Comparison of testosterone metabolism in benign prostatic hyperplasia and human prostate cancer cell lines in vitro

Abstract

Pathways of testosterone metabolism in tissue slices and cell suspensions of human benign hyperplastic prostate (BPH) tissue and human prostate cancer cell lines (DU145, HPC-36M, PC-3/MA2 and LNCaP) were investigated. Thin layer chromatography analysis was used to identify the following tritiated metabolites:testosterone, 5α-dihydrotestosterone (DHT), 5α-androstane-3α/3β-17β-diol ( (androstanediols), 4-androstene-3,17-dione (androstenedione) and 5α-androstanedione. The predominant pathway for testosterone metabolism in BHP was via 5α-reductase producing 5α-dihydrotestosterone (71% and 75% total metabolites in slices and suspensions incubated for 24 h, respectively). The cancer cell lines DU145 and HPC-36M resemble BPH by metabolizing testosterone predominantly to DHT (68% and 82% total metabolites, respectively), although the rate of metabolism was much lower in the cell lines (0.099 and 0.05 pmol testosterone/mg protein/h in DU145 and HPC-36M) compared to the BPH cell suspensions (6.4 pmol testosterone/mg protein/h).
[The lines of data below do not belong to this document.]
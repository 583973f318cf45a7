//! Attachment acceptance announcements via SNS
//!
//! In UserManaged mode the customer operates the transit gateway, so newly
//! created attachments wait for manual acceptance. The operator announces
//! them on an SNS topic watched by the gateway owners.

use async_trait::async_trait;
use aws_sdk_sns::error::DisplayErrorContext;
use aws_sdk_sns::types::MessageAttributeValue;
use tracing::info;

#[cfg(test)]
use mockall::automock;

use crate::aws::types::AttachmentAnnouncement;
use crate::error::{Error, Result};

/// Contact address included with every announcement
const OPERATOR_CONTACT: &str = "support@giantswarm.io";

/// Announcement publishing seam
#[cfg_attr(test, automock)]
#[async_trait]
pub trait SnsClient: Send + Sync {
    /// Announce a pending transit gateway attachment
    async fn publish_attachment_announcement(
        &self,
        announcement: &AttachmentAnnouncement,
    ) -> Result<()>;
}

/// SDK-backed implementation of [`SnsClient`] bound to one topic
#[derive(Clone)]
pub struct SdkSnsClient {
    sns: aws_sdk_sns::Client,
    topic_arn: String,
}

impl SdkSnsClient {
    pub fn new(sns: aws_sdk_sns::Client, topic_arn: impl Into<String>) -> Self {
        Self {
            sns,
            topic_arn: topic_arn.into(),
        }
    }
}

fn string_attribute(value: &str) -> Result<MessageAttributeValue> {
    MessageAttributeValue::builder()
        .data_type("String")
        .string_value(value)
        .build()
        .map_err(Error::aws)
}

#[async_trait]
impl SnsClient for SdkSnsClient {
    async fn publish_attachment_announcement(
        &self,
        announcement: &AttachmentAnnouncement,
    ) -> Result<()> {
        if self.topic_arn.is_empty() {
            return Err(Error::configuration("no SNS topic provided"));
        }

        self.sns
            .publish()
            .topic_arn(&self.topic_arn)
            .message("Request TransitGatewayAttachment")
            .message_attributes("Postfach", string_attribute(OPERATOR_CONTACT)?)
            .message_attributes("Account_ID", string_attribute(&announcement.account_id)?)
            .message_attributes(
                "Attachment_ID",
                string_attribute(&announcement.attachment_id)?,
            )
            .message_attributes("CIDR", string_attribute(&announcement.cidr)?)
            .message_attributes("Name", string_attribute(&announcement.cluster_name)?)
            .send()
            .await
            .map_err(|err| Error::aws(DisplayErrorContext(err)))?;

        info!(
            attachment_id = %announcement.attachment_id,
            cluster = %announcement.cluster_name,
            "announced pending transit gateway attachment"
        );
        Ok(())
    }
}

#[cfg(test)]
mod tests {
    use super::*;

    #[test]
    fn string_attributes_carry_the_string_data_type() {
        let attribute = string_attribute("987654321098").unwrap();
        assert_eq!(attribute.data_type(), "String");
        assert_eq!(attribute.string_value(), Some("987654321098"));
    }
}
In contrat, PC-3/MA2 contained high 17β-HSD activity forming large amounts of 4-androstene-3,17-dione (84% total metabolites), converting testosterone at a rate faster (12.8 pmol testosterone/mg protein/h) than the BPH cell suspensions.. LNCaP rapidly converted testosterone exclusively to a glucuronide conjugate (7.4 pmol testosterone/mg protein/h), although after incubation with [ 3H]-4-androstene-3,17-dione, 5α-reductase activity was demonstrated. LNCaP was the only cell line whose growth and colony-forming ability was stimulated by testosterone and DHT. BPH and all the cell lines tested had 5α-reductase activity, but only the prostate tissue and the cell lines DU145 and HPC-36M converted testosterone predominantly to DHT.